The visualization of organs and tissues using 31P magnetic resonance (MR) imaging represents an immense challenge. This is largely due to the lack of sensitive biocompatible probes required to deliver a high-intensity MR signal that can be distinguished from the natural biological background. Synthetic water-soluble phosphorus-containing polymers appear to be suitable materials for this purpose due to their adjustable chain architecture, low toxicity, and favorable pharmacokinetics. In this work, we carried out a controlled synthesis, and compared the MR properties, of several probes consisting of highly hydrophilic phosphopolymers differing in composition, structure, and molecular weight.

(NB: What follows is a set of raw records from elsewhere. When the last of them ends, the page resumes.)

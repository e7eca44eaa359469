//! DOM focus helpers for the start menu's roving keyboard navigation.

use wasm_bindgen::JsCast;

fn menu_items(menu_id: &str) -> Vec<web_sys::HtmlElement> {
    let Some(document) = web_sys::window().and_then(|window| window.document()) else {
        return Vec::new();
    };
    let Some(menu) = document.get_element_by_id(menu_id) else {
        return Vec::new();
    };
    let Ok(nodes) = menu.query_selector_all(r#"[role="menuitem"]"#) else {
        return Vec::new();
    };

    (0..nodes.length())
        .filter_map(|index| nodes.item(index))
        .filter_map(|node| node.dyn_into::<web_sys::HtmlElement>().ok())
        .filter(|item| item.get_attribute("aria-disabled").as_deref() != Some("true"))
        .collect()
}

fn active_element() -> Option<web_sys::Element> {
    web_sys::window()
        .and_then(|window| window.document())
        .and_then(|document| document.active_element())
}

/// Focuses the first enabled item inside a menu container.
pub(super) fn focus_first_menu_item(menu_id: &str) -> bool {
    match menu_items(menu_id).first() {
        Some(first) => first.focus().is_ok(),
        None => false,
    }
}

/// Picks the next item index for a navigation key. Arrow keys wrap.
fn roving_index(key: &str, current: Option<usize>, len: usize) -> Option<usize> {
    if len == 0 {
        return None;
    }
    match key {
        "ArrowDown" => Some(current.map_or(0, |index| (index + 1) % len)),
        "ArrowUp" => Some(current.map_or(len - 1, |index| (index + len - 1) % len)),
        "Home" => Some(0),
        "End" => Some(len - 1),
        _ => None,
    }
}

/// Handles arrow/home/end menu navigation and prevents default when handled.
pub(super) fn handle_menu_roving_keydown(ev: &web_sys::KeyboardEvent, menu_id: &str) -> bool {
    let items = menu_items(menu_id);
    let active = active_element();
    let current = active.as_ref().and_then(|active| {
        items
            .iter()
            .position(|item| item.is_same_node(Some(active.as_ref())))
    });
    let Some(next) = roving_index(&ev.key(), current, items.len()) else {
        return false;
    };

    let _ = items[next].focus();
    ev.prevent_default();
    ev.stop_propagation();
    true
}

#[cfg(test)]
mod tests {
    use super::*;
    use pretty_assertions::assert_eq;

    #[test]
    fn arrow_keys_wrap_around_the_menu() {
        assert_eq!(roving_index("ArrowDown", Some(2), 3), Some(0));
        assert_eq!(roving_index("ArrowUp", Some(0), 3), Some(2));
        assert_eq!(roving_index("ArrowDown", None, 3), Some(0));
        assert_eq!(roving_index("ArrowUp", None, 3), Some(2));
    }

    #[test]
    fn home_end_jump_and_other_keys_are_ignored() {
        assert_eq!(roving_index("Home", Some(1), 4), Some(0));
        assert_eq!(roving_index("End", Some(1), 4), Some(3));
        assert_eq!(roving_index("Tab", Some(1), 4), None);
        assert_eq!(roving_index("ArrowDown", None, 0), None);
    }
}
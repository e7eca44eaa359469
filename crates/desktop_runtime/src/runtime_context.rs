//! Runtime provider and context wiring for the desktop shell.
//!
//! This module owns the long-lived reducer container, runtime effect queue, event bridge, drag
//! controller, supervision ledger, and host bootstrap wiring. UI composition stays in
//! [`crate::components`].
#![allow(clippy::clone_on_copy)]

use leptos::*;
use platform_host::HostServices;

use crate::{
    effect_executor,
    event_bridge::{bridge_action, BridgeSignal, EventBridge},
    host::DesktopHostContext,
    interaction::InteractionController,
    model::{DesktopPreferences, DesktopState},
    notifications::{NotificationCenter, NotificationLevel},
    reducer::{reduce_desktop, DesktopAction, RuntimeEffect},
    supervision::SupervisionLedger,
};

#[derive(Clone, Copy)]
/// Leptos context for reading desktop runtime state and dispatching [`DesktopAction`] values.
pub struct DesktopRuntimeContext {
    /// Host service bundle for executing runtime side effects and environment queries.
    pub host: StoredValue<DesktopHostContext>,
    /// Reactive desktop state signal.
    pub state: RwSignal<DesktopState>,
    /// Queue of runtime effects emitted by the reducer and processed by the executor.
    pub effects: RwSignal<Vec<RuntimeEffect>>,
    /// Signal channel shared with launchers and embedded apps.
    pub bridge: StoredValue<EventBridge>,
    /// Single-slot drag/resize controller.
    pub interactions: StoredValue<InteractionController>,
    /// Crash records for window content.
    pub supervision: StoredValue<SupervisionLedger>,
    /// Toasts shown above the taskbar.
    pub notifications: RwSignal<NotificationCenter>,
    /// Reducer dispatch callback.
    pub dispatch: Callback<DesktopAction>,
}

impl DesktopRuntimeContext {
    /// Dispatches a reducer action through the runtime context callback.
    pub fn dispatch_action(&self, action: DesktopAction) {
        self.dispatch.call(action);
    }

    /// Publishes a signal on the event bridge and returns how many listeners received it.
    pub fn publish(&self, signal: BridgeSignal) -> usize {
        self.bridge.with_value(|bridge| bridge.publish(&signal))
    }
}

/// Routes bridge signals into the reducer for as long as the current owner lives.
fn wire_bridge(runtime: DesktopRuntimeContext) {
    let subscription = runtime.bridge.with_value(|bridge| {
        bridge.subscribe(move |signal| {
            if let Some(action) = bridge_action(signal) {
                runtime.dispatch_action(action);
            }
        })
    });
    on_cleanup(move || subscription.unsubscribe());
}

fn install_runtime_orchestration(runtime: DesktopRuntimeContext, preferences: DesktopPreferences) {
    runtime
        .host
        .get_value()
        .install_boot_hydration(runtime.dispatch, preferences);
    wire_bridge(runtime);
    effect_executor::install(runtime);
}

/// Assembles the runtime context without installing boot hydration or the effect executor.
pub(crate) fn build_runtime(
    host_services: HostServices,
    preferences: DesktopPreferences,
) -> DesktopRuntimeContext {
    let host = store_value(DesktopHostContext::new(host_services));
    let state = create_rw_signal(DesktopState::with_preferences(preferences));
    let effects = create_rw_signal(Vec::<RuntimeEffect>::new());
    let bridge = store_value(EventBridge::new());
    let interactions = store_value(InteractionController::new());
    let supervision = store_value(SupervisionLedger::default());
    let notifications = create_rw_signal(NotificationCenter::default());

    let dispatch = Callback::new(move |action: DesktopAction| {
        let mut desktop = state.get_untracked();
        let previous = desktop.clone();

        let new_effects = match reduce_desktop(&mut desktop, action) {
            Ok(new_effects) => {
                if desktop.windows != previous.windows {
                    supervision.update_value(|ledger| ledger.sync_windows(&desktop.windows));
                }
                if desktop != previous {
                    state.set(desktop);
                }
                new_effects
            }
            Err(err) => {
                logging::warn!("desktop reducer error: {err}");
                vec![RuntimeEffect::Notify {
                    level: NotificationLevel::Warning,
                    title: "Desktop".to_string(),
                    body: err.to_string(),
                }]
            }
        };
        if !new_effects.is_empty() {
            let mut queue = effects.get_untracked();
            queue.extend(new_effects);
            effects.set(queue);
        }
    });

    DesktopRuntimeContext {
        host,
        state,
        effects,
        bridge,
        interactions,
        supervision,
        notifications,
        dispatch,
    }
}

#[component]
/// Provides [`DesktopRuntimeContext`] to descendant components and boots persisted state.
pub fn DesktopProvider(
    /// Injected browser or stub host bundle assembled by the entry layer.
    host_services: HostServices,
    /// Runtime configuration; defaults restore the saved layout and clamp drags.
    #[prop(optional)]
    preferences: Option<DesktopPreferences>,
    children: Children,
) -> impl IntoView {
    let preferences = preferences.unwrap_or_default();
    let runtime = build_runtime(host_services, preferences);

    provide_context(runtime.clone());

    install_runtime_orchestration(runtime, preferences);

    children().into_view()
}

/// Returns the current [`DesktopRuntimeContext`].
///
/// # Panics
///
/// Panics if called outside [`DesktopProvider`].
pub fn use_desktop_runtime() -> DesktopRuntimeContext {
    use_context::<DesktopRuntimeContext>().expect("DesktopRuntimeContext not provided")
}

#[cfg(test)]
mod tests {
    use futures::executor::block_on;
    use platform_host::{MemoryDurableStore, MemoryRemoteAppService, RemoteAppMetadata};
    use pretty_assertions::assert_eq;

    use super::*;
    use crate::{
        content::WindowContent,
        model::{DesktopSnapshot, PointerDelta, UrlWindowSpec, WindowId},
        persistence::WINDOWS_KEY,
    };

    struct Harness {
        owner: RuntimeId,
        runtime: DesktopRuntimeContext,
        store: MemoryDurableStore,
        remote: MemoryRemoteAppService,
    }

    impl Harness {
        fn new() -> Self {
            let owner = create_runtime();
            let store = MemoryDurableStore::default();
            let remote = MemoryRemoteAppService::default();
            let runtime = build_runtime(
                HostServices::in_memory(store.clone(), remote.clone()),
                DesktopPreferences::default(),
            );
            Self {
                owner,
                runtime,
                store,
                remote,
            }
        }

        fn dispatch(&self, action: DesktopAction) {
            self.runtime.dispatch_action(action);
            self.drain();
        }

        /// Runs queued effects in order, awaiting each host task before the next.
        fn drain(&self) {
            loop {
                let queued = self.runtime.effects.get_untracked();
                if queued.is_empty() {
                    break;
                }
                self.runtime.effects.set(Vec::new());
                for effect in queued {
                    let task = self.runtime.host.get_value().effect_task(self.runtime, effect);
                    if let Some(task) = task {
                        block_on(task);
                    }
                }
            }
        }

        fn boot(&self) {
            let task = self
                .runtime
                .host
                .get_value()
                .boot_hydration_task(self.runtime.dispatch, DesktopPreferences::default());
            block_on(task);
            self.drain();
        }

        fn open(&self, app_id: &str) -> WindowId {
            self.dispatch(DesktopAction::OpenApp {
                app_id: app_id.to_string(),
            });
            self.runtime
                .state
                .with_untracked(|desktop| desktop.focused_window_id())
                .expect("focused window")
        }

        fn finish(self) {
            self.owner.dispose();
        }
    }

    fn chess_spec() -> UrlWindowSpec {
        UrlWindowSpec {
            id: "chess".to_string(),
            name: "Chess".to_string(),
            icon: None,
            url: "https://chess.example".to_string(),
        }
    }

    #[test]
    fn bridge_wiring_is_released_with_its_owner() {
        let harness = Harness::new();
        let wire = as_child_of_current_owner(wire_bridge);
        let ((), disposer) = wire(harness.runtime);

        let delivered = harness
            .runtime
            .publish(BridgeSignal::OpenWindowByApp("explorer".to_string()));
        assert_eq!(delivered, 1);
        assert_eq!(
            harness.runtime.state.with_untracked(|desktop| desktop.windows.len()),
            1
        );

        drop(disposer);
        let delivered = harness
            .runtime
            .publish(BridgeSignal::OpenWindowByApp("explorer".to_string()));
        assert_eq!(delivered, 0);
        assert_eq!(
            harness.runtime.state.with_untracked(|desktop| desktop.windows.len()),
            1
        );
        harness.finish();
    }

    #[test]
    fn layout_changes_before_boot_hydration_are_not_written() {
        let harness = Harness::new();

        let early = harness.open("explorer");
        assert_eq!(harness.store.write_count(), 0);

        harness.boot();
        assert!(harness.runtime.state.with_untracked(|desktop| desktop.boot_hydrated));
        assert_eq!(harness.store.write_count(), 0);
        assert!(harness
            .runtime
            .state
            .with_untracked(|desktop| desktop.window(&early).is_some()));

        harness.open("settings");
        assert_eq!(harness.store.write_count(), 1);
        let stored = harness.store.raw(WINDOWS_KEY).expect("windows written");
        assert!(stored.contains(early.as_str()));
        harness.finish();
    }

    #[test]
    fn each_changed_layout_is_written_exactly_once() {
        let harness = Harness::new();
        harness.boot();

        let win = harness.open("explorer");
        assert_eq!(harness.store.write_count(), 1);

        harness.dispatch(DesktopAction::EndWindowInteraction {
            window_id: win.clone(),
            viewport: None,
        });
        assert_eq!(harness.store.write_count(), 1);

        harness.dispatch(DesktopAction::MoveWindowBy {
            window_id: win.clone(),
            delta: PointerDelta { dx: 30, dy: 10 },
        });
        harness.dispatch(DesktopAction::MoveWindowBy {
            window_id: win.clone(),
            delta: PointerDelta { dx: 5, dy: 0 },
        });
        assert_eq!(harness.store.write_count(), 1);

        harness.dispatch(DesktopAction::EndWindowInteraction {
            window_id: win,
            viewport: None,
        });
        assert_eq!(harness.store.write_count(), 2);
        harness.finish();
    }

    #[test]
    fn layout_is_rewritten_after_session_clear() {
        let harness = Harness::new();
        harness.boot();
        let win = harness.open("explorer");
        let saved = harness.store.raw(WINDOWS_KEY).expect("windows written");
        let writes = harness.store.write_count();
        let windows = harness.runtime.state.with_untracked(|desktop| desktop.windows.clone());

        harness.dispatch(DesktopAction::ClearSession);
        assert_eq!(harness.store.raw(WINDOWS_KEY), None);

        harness.dispatch(DesktopAction::HydrateSnapshot {
            snapshot: DesktopSnapshot {
                windows,
                widgets: Vec::new(),
            },
        });
        harness.dispatch(DesktopAction::EndWindowInteraction {
            window_id: win,
            viewport: None,
        });

        assert_eq!(harness.store.write_count(), writes + 1);
        assert_eq!(harness.store.raw(WINDOWS_KEY), Some(saved));
        harness.finish();
    }

    #[test]
    fn remote_metadata_is_dispatched_back_with_its_load_token() {
        let harness = Harness::new();
        harness.remote.insert_metadata(
            "https://chess.example",
            RemoteAppMetadata {
                name: Some("Chess Deluxe".to_string()),
                icon: Some("♟️".to_string()),
            },
        );

        harness
            .runtime
            .dispatch_action(DesktopAction::OpenUrlWindow(chess_spec()));
        let (id, token) = harness.runtime.state.with_untracked(|desktop| {
            let win = &desktop.windows[0];
            (win.id.clone(), win.load_token.expect("load in flight"))
        });
        assert_eq!(
            harness.runtime.effects.get_untracked()[0],
            RuntimeEffect::LoadRemoteContent {
                window_id: id.clone(),
                load_token: token,
                url: "https://chess.example".to_string(),
            }
        );

        harness.drain();

        let settled = harness
            .runtime
            .state
            .with_untracked(|desktop| desktop.window(&id).cloned())
            .expect("window");
        assert_eq!(settled.title, "Chess Deluxe");
        assert_eq!(settled.load_token, None);
        assert!(matches!(
            settled.content.as_ref().expect("content").produce(),
            Ok(WindowContent::EmbeddedFrame { .. })
        ));
        harness.finish();
    }

    #[test]
    fn remote_failures_and_rejected_actions_raise_toasts() {
        let harness = Harness::new();
        harness
            .remote
            .fail_metadata("https://chess.example", "offline");

        harness.dispatch(DesktopAction::OpenUrlWindow(chess_spec()));
        harness.dispatch(DesktopAction::CloseWindow {
            window_id: WindowId::new("ghost"),
        });

        let toasts = harness.runtime.notifications.with_untracked(|center| {
            center
                .entries()
                .iter()
                .map(|n| (n.level, n.title.clone(), n.body.clone()))
                .collect::<Vec<_>>()
        });
        assert_eq!(
            toasts,
            vec![
                (
                    NotificationLevel::Error,
                    "Chess".to_string(),
                    "App details could not be loaded: offline".to_string(),
                ),
                (
                    NotificationLevel::Warning,
                    "Desktop".to_string(),
                    "window `ghost` not found".to_string(),
                ),
            ]
        );
        harness.finish();
    }
}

Based on our phantom experiments, all probes with a molecular weight of ~3-400 kg·mol-1, including linear polymers based on poly(2-methacryloyloxyethyl phosphorylcholine) (PMPC), poly(ethyl ethylenephosphate) (PEEP), and poly[bis(2-(2-(2-methoxyethoxy)ethoxy)ethoxy)]phosphazene (PMEEEP) as well as star-shaped copolymers composed of PMPC arms grafted onto poly(amidoamine) dendrimer (PAMAM-g-PMPC) or cyclotriphosphazene-derived cores (CTP-g-PMPC), were readily detected using a 4.7 T MR scanner. The highest signal-to-noise ratio was achieved by the linear polymers PMPC (210) and PMEEEP (62) followed by the star polymers CTP-g-PMPC (56) and PAMAM-g-PMPC (44). The 31P T1 and T2 relaxation times for these phosphopolymers were also favorable, ranging between 1078 and 2368 and 30 and 171 ms, respectively. We contend that select phosphopolymers are suitable for use as sensitive 31P MR probes for biomedical applications.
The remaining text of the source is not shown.